Task directions ▸ Look through the records that follow. Copy every line containing the word "names".

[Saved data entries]

━━━━━━━━━━

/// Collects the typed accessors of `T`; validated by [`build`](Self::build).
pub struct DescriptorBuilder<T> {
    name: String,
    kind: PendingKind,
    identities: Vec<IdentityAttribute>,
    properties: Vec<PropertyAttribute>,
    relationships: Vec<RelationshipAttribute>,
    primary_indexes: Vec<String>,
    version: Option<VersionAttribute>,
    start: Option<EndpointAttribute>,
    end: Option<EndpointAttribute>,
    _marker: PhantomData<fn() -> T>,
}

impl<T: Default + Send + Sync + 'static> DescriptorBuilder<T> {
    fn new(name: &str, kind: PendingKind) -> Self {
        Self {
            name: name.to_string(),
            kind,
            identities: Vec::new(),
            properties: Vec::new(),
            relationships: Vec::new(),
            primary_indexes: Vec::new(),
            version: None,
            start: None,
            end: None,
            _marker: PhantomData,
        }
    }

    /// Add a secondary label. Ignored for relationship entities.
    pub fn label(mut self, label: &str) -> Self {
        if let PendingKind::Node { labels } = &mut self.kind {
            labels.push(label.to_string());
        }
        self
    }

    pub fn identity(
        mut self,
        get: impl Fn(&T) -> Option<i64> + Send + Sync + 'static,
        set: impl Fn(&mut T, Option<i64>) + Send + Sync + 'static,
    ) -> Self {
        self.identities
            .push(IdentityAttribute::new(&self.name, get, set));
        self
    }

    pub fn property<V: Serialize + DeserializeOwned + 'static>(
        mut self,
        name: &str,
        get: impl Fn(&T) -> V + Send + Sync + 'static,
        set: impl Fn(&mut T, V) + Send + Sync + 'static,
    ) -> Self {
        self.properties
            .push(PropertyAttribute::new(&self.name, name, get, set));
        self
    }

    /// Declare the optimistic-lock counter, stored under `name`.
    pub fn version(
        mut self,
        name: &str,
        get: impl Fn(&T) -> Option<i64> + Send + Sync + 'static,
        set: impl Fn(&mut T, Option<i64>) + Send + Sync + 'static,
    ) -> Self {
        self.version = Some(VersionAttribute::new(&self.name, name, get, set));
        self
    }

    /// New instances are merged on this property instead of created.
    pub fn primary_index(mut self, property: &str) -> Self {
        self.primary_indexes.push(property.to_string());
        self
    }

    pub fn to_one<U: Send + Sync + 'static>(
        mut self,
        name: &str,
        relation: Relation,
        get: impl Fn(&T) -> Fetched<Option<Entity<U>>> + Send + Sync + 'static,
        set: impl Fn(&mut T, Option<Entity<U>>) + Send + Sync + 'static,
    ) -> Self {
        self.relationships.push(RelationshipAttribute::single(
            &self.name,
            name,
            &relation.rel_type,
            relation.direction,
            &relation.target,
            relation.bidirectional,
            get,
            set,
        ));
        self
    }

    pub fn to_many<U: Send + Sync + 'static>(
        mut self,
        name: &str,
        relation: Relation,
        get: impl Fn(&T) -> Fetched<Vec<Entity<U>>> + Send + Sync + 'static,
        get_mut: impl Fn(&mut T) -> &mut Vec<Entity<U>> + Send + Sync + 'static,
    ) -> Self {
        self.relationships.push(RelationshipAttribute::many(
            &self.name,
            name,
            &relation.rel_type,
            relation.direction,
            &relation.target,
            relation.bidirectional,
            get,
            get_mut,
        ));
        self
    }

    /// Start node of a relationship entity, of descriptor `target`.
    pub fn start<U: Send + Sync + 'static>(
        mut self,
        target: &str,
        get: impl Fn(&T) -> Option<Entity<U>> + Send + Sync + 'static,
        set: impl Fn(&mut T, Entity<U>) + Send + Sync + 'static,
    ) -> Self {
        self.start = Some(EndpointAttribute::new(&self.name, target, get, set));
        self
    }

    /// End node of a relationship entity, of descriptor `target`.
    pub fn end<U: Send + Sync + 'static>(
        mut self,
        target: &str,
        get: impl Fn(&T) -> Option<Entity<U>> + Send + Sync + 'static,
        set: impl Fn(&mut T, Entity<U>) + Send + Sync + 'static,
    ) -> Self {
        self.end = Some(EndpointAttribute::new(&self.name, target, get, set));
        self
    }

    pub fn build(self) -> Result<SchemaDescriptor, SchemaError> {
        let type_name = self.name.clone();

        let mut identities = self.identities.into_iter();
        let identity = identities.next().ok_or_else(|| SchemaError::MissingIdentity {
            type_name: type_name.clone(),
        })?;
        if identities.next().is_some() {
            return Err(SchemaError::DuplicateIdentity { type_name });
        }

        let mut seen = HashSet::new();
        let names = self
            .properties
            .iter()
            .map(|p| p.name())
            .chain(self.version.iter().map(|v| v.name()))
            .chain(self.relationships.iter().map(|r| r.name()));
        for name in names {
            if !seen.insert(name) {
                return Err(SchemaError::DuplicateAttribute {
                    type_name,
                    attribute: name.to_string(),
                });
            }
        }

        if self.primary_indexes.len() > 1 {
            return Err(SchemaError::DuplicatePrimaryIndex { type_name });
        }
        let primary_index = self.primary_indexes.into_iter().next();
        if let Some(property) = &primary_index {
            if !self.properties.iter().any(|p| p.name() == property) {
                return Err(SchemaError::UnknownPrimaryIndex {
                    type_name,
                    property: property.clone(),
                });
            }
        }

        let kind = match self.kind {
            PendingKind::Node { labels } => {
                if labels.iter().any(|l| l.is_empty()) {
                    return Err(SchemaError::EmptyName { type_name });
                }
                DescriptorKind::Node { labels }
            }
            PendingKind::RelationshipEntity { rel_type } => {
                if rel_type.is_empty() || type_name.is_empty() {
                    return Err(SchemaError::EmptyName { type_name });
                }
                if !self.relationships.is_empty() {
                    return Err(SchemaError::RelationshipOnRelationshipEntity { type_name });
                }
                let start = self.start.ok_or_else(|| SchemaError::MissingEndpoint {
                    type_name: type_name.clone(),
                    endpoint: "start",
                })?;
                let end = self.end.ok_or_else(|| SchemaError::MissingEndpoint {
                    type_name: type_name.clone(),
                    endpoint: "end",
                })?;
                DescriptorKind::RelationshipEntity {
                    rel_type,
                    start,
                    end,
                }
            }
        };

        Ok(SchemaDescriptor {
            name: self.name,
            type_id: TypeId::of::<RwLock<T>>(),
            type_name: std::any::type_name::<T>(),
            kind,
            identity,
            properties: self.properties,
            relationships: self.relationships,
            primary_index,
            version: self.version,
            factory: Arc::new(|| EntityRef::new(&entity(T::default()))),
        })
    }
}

━━━━━━━━━━

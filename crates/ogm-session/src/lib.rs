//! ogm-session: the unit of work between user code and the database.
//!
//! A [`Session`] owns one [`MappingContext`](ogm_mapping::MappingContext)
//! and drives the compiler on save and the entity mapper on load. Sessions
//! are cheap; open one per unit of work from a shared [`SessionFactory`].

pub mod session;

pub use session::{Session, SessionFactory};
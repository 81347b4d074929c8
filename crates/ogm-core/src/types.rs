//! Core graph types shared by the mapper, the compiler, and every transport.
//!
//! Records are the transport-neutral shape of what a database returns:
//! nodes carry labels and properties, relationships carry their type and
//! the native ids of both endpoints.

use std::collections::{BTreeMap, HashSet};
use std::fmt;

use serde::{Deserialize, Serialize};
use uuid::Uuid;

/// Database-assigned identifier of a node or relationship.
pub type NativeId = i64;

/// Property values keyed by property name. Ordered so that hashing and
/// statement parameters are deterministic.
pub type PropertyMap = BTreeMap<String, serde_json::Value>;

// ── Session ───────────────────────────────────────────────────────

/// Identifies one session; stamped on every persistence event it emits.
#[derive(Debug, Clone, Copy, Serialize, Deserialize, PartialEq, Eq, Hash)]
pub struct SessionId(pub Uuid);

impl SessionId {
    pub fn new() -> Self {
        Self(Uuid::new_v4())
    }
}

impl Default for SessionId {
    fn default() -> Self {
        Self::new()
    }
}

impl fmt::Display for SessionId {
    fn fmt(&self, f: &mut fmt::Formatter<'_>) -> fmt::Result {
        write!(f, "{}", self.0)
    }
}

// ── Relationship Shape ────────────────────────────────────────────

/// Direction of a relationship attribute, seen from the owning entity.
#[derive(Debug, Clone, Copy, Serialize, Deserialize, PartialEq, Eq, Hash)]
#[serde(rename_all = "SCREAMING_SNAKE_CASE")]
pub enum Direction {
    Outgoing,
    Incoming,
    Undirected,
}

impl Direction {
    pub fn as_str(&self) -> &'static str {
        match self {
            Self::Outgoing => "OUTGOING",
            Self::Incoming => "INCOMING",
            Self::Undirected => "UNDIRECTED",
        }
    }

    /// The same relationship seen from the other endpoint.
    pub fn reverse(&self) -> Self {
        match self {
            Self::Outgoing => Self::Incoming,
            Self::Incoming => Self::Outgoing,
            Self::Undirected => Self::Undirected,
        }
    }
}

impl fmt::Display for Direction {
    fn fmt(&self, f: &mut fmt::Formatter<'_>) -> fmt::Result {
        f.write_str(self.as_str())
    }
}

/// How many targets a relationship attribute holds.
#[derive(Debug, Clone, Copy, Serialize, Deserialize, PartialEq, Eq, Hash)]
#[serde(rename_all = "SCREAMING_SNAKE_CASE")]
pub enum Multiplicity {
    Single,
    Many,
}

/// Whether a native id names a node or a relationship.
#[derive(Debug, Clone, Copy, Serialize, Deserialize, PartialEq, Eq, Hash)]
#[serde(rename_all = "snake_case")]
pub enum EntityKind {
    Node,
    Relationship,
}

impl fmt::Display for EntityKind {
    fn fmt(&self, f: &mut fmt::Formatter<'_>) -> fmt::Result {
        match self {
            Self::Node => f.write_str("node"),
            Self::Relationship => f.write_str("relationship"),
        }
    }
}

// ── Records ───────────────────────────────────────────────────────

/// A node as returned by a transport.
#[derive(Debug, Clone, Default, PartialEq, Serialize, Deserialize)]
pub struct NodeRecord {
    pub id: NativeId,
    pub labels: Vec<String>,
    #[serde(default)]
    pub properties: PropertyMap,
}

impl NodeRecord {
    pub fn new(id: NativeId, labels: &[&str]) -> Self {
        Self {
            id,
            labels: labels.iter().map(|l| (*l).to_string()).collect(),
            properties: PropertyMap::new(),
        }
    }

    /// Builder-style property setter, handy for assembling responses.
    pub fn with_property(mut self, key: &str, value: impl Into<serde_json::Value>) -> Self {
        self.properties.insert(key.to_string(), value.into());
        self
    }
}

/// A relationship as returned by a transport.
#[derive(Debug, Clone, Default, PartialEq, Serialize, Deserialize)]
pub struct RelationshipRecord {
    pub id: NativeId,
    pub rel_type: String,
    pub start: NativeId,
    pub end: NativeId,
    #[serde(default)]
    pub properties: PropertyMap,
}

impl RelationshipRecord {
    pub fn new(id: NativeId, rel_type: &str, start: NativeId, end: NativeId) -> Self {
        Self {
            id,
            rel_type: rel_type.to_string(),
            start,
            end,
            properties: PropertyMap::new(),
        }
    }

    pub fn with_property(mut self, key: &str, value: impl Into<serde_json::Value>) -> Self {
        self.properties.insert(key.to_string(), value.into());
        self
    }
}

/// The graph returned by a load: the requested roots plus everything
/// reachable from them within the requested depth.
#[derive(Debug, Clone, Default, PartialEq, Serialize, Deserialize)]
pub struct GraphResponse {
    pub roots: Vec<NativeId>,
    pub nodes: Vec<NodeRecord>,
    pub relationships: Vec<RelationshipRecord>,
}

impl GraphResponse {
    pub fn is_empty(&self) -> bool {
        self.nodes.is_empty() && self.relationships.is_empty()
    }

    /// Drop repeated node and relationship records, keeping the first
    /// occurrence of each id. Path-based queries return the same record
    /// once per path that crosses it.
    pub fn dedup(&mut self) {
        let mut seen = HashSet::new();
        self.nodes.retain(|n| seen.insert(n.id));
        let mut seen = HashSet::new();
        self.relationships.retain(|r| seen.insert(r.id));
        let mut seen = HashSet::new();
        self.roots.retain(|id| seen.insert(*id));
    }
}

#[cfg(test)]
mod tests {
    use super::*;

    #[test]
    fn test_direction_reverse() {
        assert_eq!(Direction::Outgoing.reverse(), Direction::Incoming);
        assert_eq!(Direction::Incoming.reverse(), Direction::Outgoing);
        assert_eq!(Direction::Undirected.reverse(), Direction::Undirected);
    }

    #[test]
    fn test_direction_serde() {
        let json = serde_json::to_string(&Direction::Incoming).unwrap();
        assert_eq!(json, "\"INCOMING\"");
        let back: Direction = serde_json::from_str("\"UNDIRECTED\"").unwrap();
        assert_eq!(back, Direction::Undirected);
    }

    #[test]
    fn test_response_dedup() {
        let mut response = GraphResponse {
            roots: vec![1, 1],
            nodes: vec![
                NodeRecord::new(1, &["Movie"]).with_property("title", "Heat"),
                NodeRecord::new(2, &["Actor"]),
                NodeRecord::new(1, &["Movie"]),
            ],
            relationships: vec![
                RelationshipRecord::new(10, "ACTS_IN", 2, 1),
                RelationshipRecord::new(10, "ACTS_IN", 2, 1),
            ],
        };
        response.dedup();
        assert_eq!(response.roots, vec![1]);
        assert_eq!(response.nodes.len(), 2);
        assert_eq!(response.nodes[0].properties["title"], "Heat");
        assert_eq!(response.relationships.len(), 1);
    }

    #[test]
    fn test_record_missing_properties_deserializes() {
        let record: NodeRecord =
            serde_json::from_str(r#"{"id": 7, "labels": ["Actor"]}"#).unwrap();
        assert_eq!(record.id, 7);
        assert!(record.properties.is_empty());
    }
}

━━━━━━━━━━

Solution for this task ▸
        let names = self
        for name in names {
/// Whether a native id names a node or a relationship.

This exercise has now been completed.